Cari giovani, non siete soli: la Chiesa è con voi, i vostri Pastori vi sono accanto con affetto e rispetto. Non siete soli. Tra voi dovete intensificare le reti virtuose della preghiera, dello studio, dell’agire, per sostenervi, per meglio comprendere e operare. Con voi vi è la schiera dei Santi e dei Martiri, i grandi testimoni della fede e dell’umanità vera. Essi, nei duemila anni di storia cristiana, si sono opposti agli errori, alle violenze e alle ingiustizie, hanno amato e difeso il Vangelo, la Chiesa, l’uomo. E anche il tempo ha dato loro ragione, riconoscendo – magari con ritardo – la loro forza di profezia irrorata spesso dal sangue della loro vita.

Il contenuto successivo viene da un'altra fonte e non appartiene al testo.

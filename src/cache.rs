//! The screen cache: key-to-screen lookup, insertion with dedup, and
//! DL/spot/colorant-filtered iteration (§4.1).
//!
//! Screens are individually `Arc<RwLock<_>>`-wrapped rather than
//! stored behind one cache-wide lock, so `get_nearest` (§4.4) can hold
//! a read lock on the owning form class while taking a write lock on
//! just the one screen it is poaching from.

use std::collections::HashMap;
use std::sync::{Arc, RwLock};

use crate::error::{HtError, Result};
use crate::screen::{Chalftone, RenderParams};
use crate::types::{EraseNr, FormClassId, ScreenId, ScreenKey};
use utils::{debug, verbose};

/// A cache entry is either a real screen or an alias installed by
/// `duplicate` pointing at one. Both forms share the same `ScreenId`
/// space so lookups never need to know which kind they hit.
struct CacheEntry {
    screen_id: ScreenId,
}

pub struct ScreenCache {
    next_screen_id: u64,
    keys: HashMap<ScreenKey, CacheEntry>,
    screens: HashMap<ScreenId, Arc<RwLock<Chalftone>>>,
    /// Last DL iterated by `iter_for_dl`, and whether anything was
    /// found; resets the `any_halftones_used` fast path when the DL
    /// argument changes (§4.1 Iteration).
    last_iter_dl: Option<EraseNr>,
    last_iter_any_used: bool,
}

impl Default for ScreenCache {
    fn default() -> Self {
        Self::new()
    }
}

impl ScreenCache {
    pub fn new() -> Self {
        ScreenCache {
            next_screen_id: 0,
            keys: HashMap::new(),
            screens: HashMap::new(),
            last_iter_dl: None,
            last_iter_any_used: false,
        }
    }

    fn alloc_id(&mut self) -> ScreenId {
        let id = ScreenId(self.next_screen_id);
        self.next_screen_id += 1;
        id
    }

    /// Pre-coordinate equivalence search over every live screen,
    /// compatible in object type and matching in every rendering
    /// parameter (§4.1). Returns the first match found; callers use
    /// this to skip spot-function evaluation entirely.
    pub fn find_pre_coordinate_equivalent(&self, params: &RenderParams) -> Option<ScreenId> {
        self.screens.iter().find_map(|(id, screen)| {
            let screen = screen.read().unwrap();
            if screen.pre_coordinate_equivalent(params) {
                Some(*id)
            } else {
                None
            }
        })
    }

    /// Install `(key -> screen_id)`, bumping the screen's refcount.
    /// Used both for a freshly generated screen and for `duplicate`
    /// aliasing an existing one onto a new key. Returns the form class
    /// of a screen torn down by rebinding an existing key, if any.
    fn bind_key(&mut self, key: ScreenKey, screen_id: ScreenId) -> Option<FormClassId> {
        let torn_down = if let Some(prev) = self.keys.insert(key, CacheEntry { screen_id }) {
            self.drop_ref(prev.screen_id)
        } else {
            None
        };
        if let Some(screen) = self.screens.get(&screen_id) {
            screen.write().unwrap().refcount += 1;
        }
        torn_down
    }

    /// Insert a freshly built screen (coordinates already generated),
    /// performing a final post-coordinate equivalence search first. If
    /// an equivalent screen exists, `screen` is discarded and the
    /// existing one's key is bound instead -- this is what makes
    /// insertion idempotent under concurrent identical `setscreen`
    /// calls. The second element of the result is the form class of a
    /// screen torn down by rebinding a key that previously pointed
    /// elsewhere, if any -- the caller must unregister it from its
    /// form class pool (§4.3: "a form class with zero screens is
    /// destroyed eagerly").
    pub fn insert(
        &mut self,
        key: ScreenKey,
        mut screen: Chalftone,
    ) -> Result<(ScreenId, Option<FormClassId>)> {
        let existing = self.screens.iter().find_map(|(id, existing)| {
            let existing_ref = existing.read().unwrap();
            if existing_ref.post_coordinate_equivalent(
                screen.params.basis,
                &screen.xcoords,
                &screen.ycoords,
                screen.thxfer.as_deref(),
                screen.orientation,
            ) {
                Some(*id)
            } else {
                None
            }
        });

        let screen_id = if let Some(id) = existing {
            verbose!("insert: found post-coordinate equivalent screen {:?}", id);
            id
        } else {
            let id = self.alloc_id();
            screen.id = id;
            screen.refcount = 0;
            self.screens.insert(id, Arc::new(RwLock::new(screen)));
            debug!("insert: allocated new screen {:?} for key {:?}", id, key);
            id
        };

        let torn_down = self.bind_key(key, screen_id);
        Ok((screen_id, torn_down))
    }

    /// Install `key` as an alias for the screen `source` already maps
    /// to. Fails with `NoSuchScreen` if `source` has no entry.
    pub fn duplicate(
        &mut self,
        key: ScreenKey,
        source: ScreenKey,
    ) -> Result<(ScreenId, Option<FormClassId>)> {
        let screen_id = self.resolve(source)?;
        let torn_down = self.bind_key(key, screen_id);
        Ok((screen_id, torn_down))
    }

    /// Bind `key` directly to an already-known `screen_id`, bumping its
    /// refcount. Used when a pre-coordinate equivalence search finds
    /// an existing screen before any new coordinates are generated, so
    /// no new `Chalftone` needs to be built at all.
    pub fn bind_existing(
        &mut self,
        key: ScreenKey,
        screen_id: ScreenId,
    ) -> Result<Option<FormClassId>> {
        if !self.screens.contains_key(&screen_id) {
            return Err(HtError::NoSuchScreen(key));
        }
        Ok(self.bind_key(key, screen_id))
    }

    /// Exact lookup, falling back to `(spot, type, ColorantNone)` on
    /// miss (§4.1 Lookup with default fallback).
    pub fn lookup(&self, key: ScreenKey) -> Option<ScreenId> {
        self.keys
            .get(&key)
            .map(|e| e.screen_id)
            .or_else(|| self.keys.get(&key.as_default()).map(|e| e.screen_id))
    }

    fn resolve(&self, key: ScreenKey) -> Result<ScreenId> {
        self.lookup(key).ok_or(HtError::NoSuchScreen(key))
    }

    pub fn get(&self, id: ScreenId) -> Option<Arc<RwLock<Chalftone>>> {
        self.screens.get(&id).cloned()
    }

    pub fn get_by_key(&self, key: ScreenKey) -> Option<Arc<RwLock<Chalftone>>> {
        self.lookup(key).and_then(|id| self.get(id))
    }

    /// Drop one reference from `key`, removing the key entirely. The
    /// underlying screen is torn down once its refcount reaches zero
    /// and every levels record has been retired (checked by the
    /// caller via `LevelsRing::find` before calling this). Returns the
    /// torn-down screen's form class, if teardown happened, so the
    /// caller can unregister it from the form class pool.
    pub fn delete(&mut self, key: ScreenKey) -> Result<Option<FormClassId>> {
        let entry = self.keys.remove(&key).ok_or(HtError::NoSuchScreen(key))?;
        Ok(self.drop_ref(entry.screen_id))
    }

    fn drop_ref(&mut self, screen_id: ScreenId) -> Option<FormClassId> {
        let teardown = if let Some(screen) = self.screens.get(&screen_id) {
            let mut screen = screen.write().unwrap();
            screen.refcount = screen.refcount.saturating_sub(1);
            if screen.refcount == 0 && screen.levels.iter().all(|r| r.erasenr.is_none()) {
                Some(screen.form_class)
            } else {
                None
            }
        } else {
            None
        };
        if let Some(class_id) = teardown {
            debug!("drop_ref: tearing down screen {:?}", screen_id);
            self.screens.remove(&screen_id);
            return Some(class_id);
        }
        None
    }

    /// Re-check teardown for a screen whose last levels record was
    /// just retired elsewhere (the cache itself doesn't observe
    /// retirement, so the DL lifecycle manager calls this after
    /// releasing a ring slot). Returns the screen's form class if it
    /// was torn down.
    pub fn maybe_teardown(&mut self, screen_id: ScreenId) -> Option<FormClassId> {
        let teardown = match self.screens.get(&screen_id) {
            Some(screen) => {
                let screen = screen.read().unwrap();
                if screen.refcount == 0 && screen.levels.iter().all(|r| r.erasenr.is_none()) {
                    Some(screen.form_class)
                } else {
                    None
                }
            }
            None => None,
        };
        if let Some(class_id) = teardown {
            self.screens.remove(&screen_id);
            return Some(class_id);
        }
        None
    }

    /// Iterate screens with a levels record claimed for `dl`. Updates
    /// the cached `any_halftones_used` bit used by fast no-op checks
    /// when the DL argument differs from the previous call.
    pub fn iter_for_dl(&mut self, dl: EraseNr) -> Vec<ScreenId> {
        if self.last_iter_dl != Some(dl) {
            self.last_iter_dl = Some(dl);
            self.last_iter_any_used = false;
        }
        let ids: Vec<ScreenId> = self
            .screens
            .iter()
            .filter(|(_, s)| s.read().unwrap().levels.find(dl).is_some())
            .map(|(id, _)| *id)
            .collect();
        if !ids.is_empty() {
            self.last_iter_any_used = true;
        }
        ids
    }

    pub fn any_halftones_used(&self) -> bool {
        self.last_iter_any_used
    }

    /// Iterate every key bound to `spot`, regardless of colorant.
    pub fn iter_for_spot(&self, spot: crate::types::SpotId) -> Vec<ScreenKey> {
        self.keys.keys().filter(|k| k.spot == spot).copied().collect()
    }

    /// Iterate every screen belonging to `class` (used by the form
    /// class pool's per-sheet preload walk).
    pub fn iter_for_class(&self, class: FormClassId) -> Vec<ScreenId> {
        self.screens
            .iter()
            .filter(|(_, s)| s.read().unwrap().form_class == class)
            .map(|(id, _)| *id)
            .collect()
    }

    pub fn len(&self) -> usize {
        self.screens.len()
    }

    pub fn is_empty(&self) -> bool {
        self.screens.is_empty()
    }
}

#[cfg(test)]
mod tests {
    use super::*;
    use crate::screen::CellBasis;
    use crate::types::{ColorantIndex, ObjectType};

    fn params(spot: u32) -> RenderParams {
        RenderParams {
            spot,
            object_type: ObjectType::Fill,
            colorant: ColorantIndex::NONE,
            basis: CellBasis {
                r1: 8,
                r2: 0,
                r3: 0,
                r4: 8,
                xdims: 8,
                ydims: 8,
            },
            accurate: false,
            dot_centering: false,
            multi_threshold: false,
            supercell_actual: 4,
            depth_shift: 0,
            has_threshold: false,
        }
    }

    fn make_screen(params: RenderParams) -> Chalftone {
        Chalftone::new(
            ScreenId(0),
            params,
            vec![0, 4, 0, 4],
            vec![0, 0, 4, 4],
            None,
            120.0,
            45.0,
            15,
            FormClassId(0),
        )
    }

    #[test]
    fn insert_then_lookup_roundtrips() {
        let mut cache = ScreenCache::new();
        let key = ScreenKey::new(1, ObjectType::Fill, ColorantIndex::NONE);
        let (id, _) = cache.insert(key, make_screen(params(1))).unwrap();
        assert_eq!(cache.lookup(key), Some(id));
    }

    #[test]
    fn duplicate_key_shares_screen_and_bumps_refcount() {
        let mut cache = ScreenCache::new();
        let key1 = ScreenKey::new(1, ObjectType::Fill, ColorantIndex::NONE);
        let key2 = ScreenKey::new(2, ObjectType::Fill, ColorantIndex::NONE);
        let (id1, _) = cache.insert(key1, make_screen(params(1))).unwrap();
        let (id2, _) = cache.duplicate(key2, key1).unwrap();
        assert_eq!(id1, id2);
        assert_eq!(cache.get(id1).unwrap().read().unwrap().refcount, 2);
    }

    #[test]
    fn post_coordinate_equivalent_insert_dedups() {
        let mut cache = ScreenCache::new();
        let key1 = ScreenKey::new(1, ObjectType::Fill, ColorantIndex::NONE);
        let key2 = ScreenKey::new(2, ObjectType::Fill, ColorantIndex::NONE);
        let (id1, _) = cache.insert(key1, make_screen(params(1))).unwrap();
        // Same coordinates/basis installed under a different spot:
        // should be recognized as the same underlying screen.
        let (id2, _) = cache.insert(key2, make_screen(params(2))).unwrap();
        assert_eq!(id1, id2);
        assert_eq!(cache.len(), 1);
    }

    #[test]
    fn lookup_falls_back_to_colorant_none() {
        let mut cache = ScreenCache::new();
        let default_key = ScreenKey::new(1, ObjectType::Fill, ColorantIndex::NONE);
        let (id, _) = cache.insert(default_key, make_screen(params(1))).unwrap();
        let specific = ScreenKey::new(1, ObjectType::Fill, ColorantIndex(3));
        assert_eq!(cache.lookup(specific), Some(id));
    }

    #[test]
    fn delete_removes_key_and_tears_down_unreferenced_screen() {
        let mut cache = ScreenCache::new();
        let key = ScreenKey::new(1, ObjectType::Fill, ColorantIndex::NONE);
        cache.insert(key, make_screen(params(1))).unwrap();
        assert_eq!(cache.len(), 1);
        let torn_down = cache.delete(key).unwrap();
        assert_eq!(torn_down, Some(FormClassId(0)));
        assert_eq!(cache.len(), 0);
        assert!(cache.lookup(key).is_none());
    }

    #[test]
    fn delete_unknown_key_errors() {
        let mut cache = ScreenCache::new();
        let key = ScreenKey::new(99, ObjectType::Fill, ColorantIndex::NONE);
        assert!(cache.delete(key).is_err());
    }
}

Alla Madonna, la Grande Madre di Dio e nostra, ai Santi, testimoni gloriosi dei secoli, affidiamo i nostri propositi e le nostre comunità cristiane. Affidiamo con amore i nostri Vescovi, i Sacerdoti, il Santo Padre Benedetto XVI che abbiamo accolto con gioia e commozione ripetendo, nei nostri cuori, le parole della liturgia: “Benedetto colui che viene nel nome del Signore”.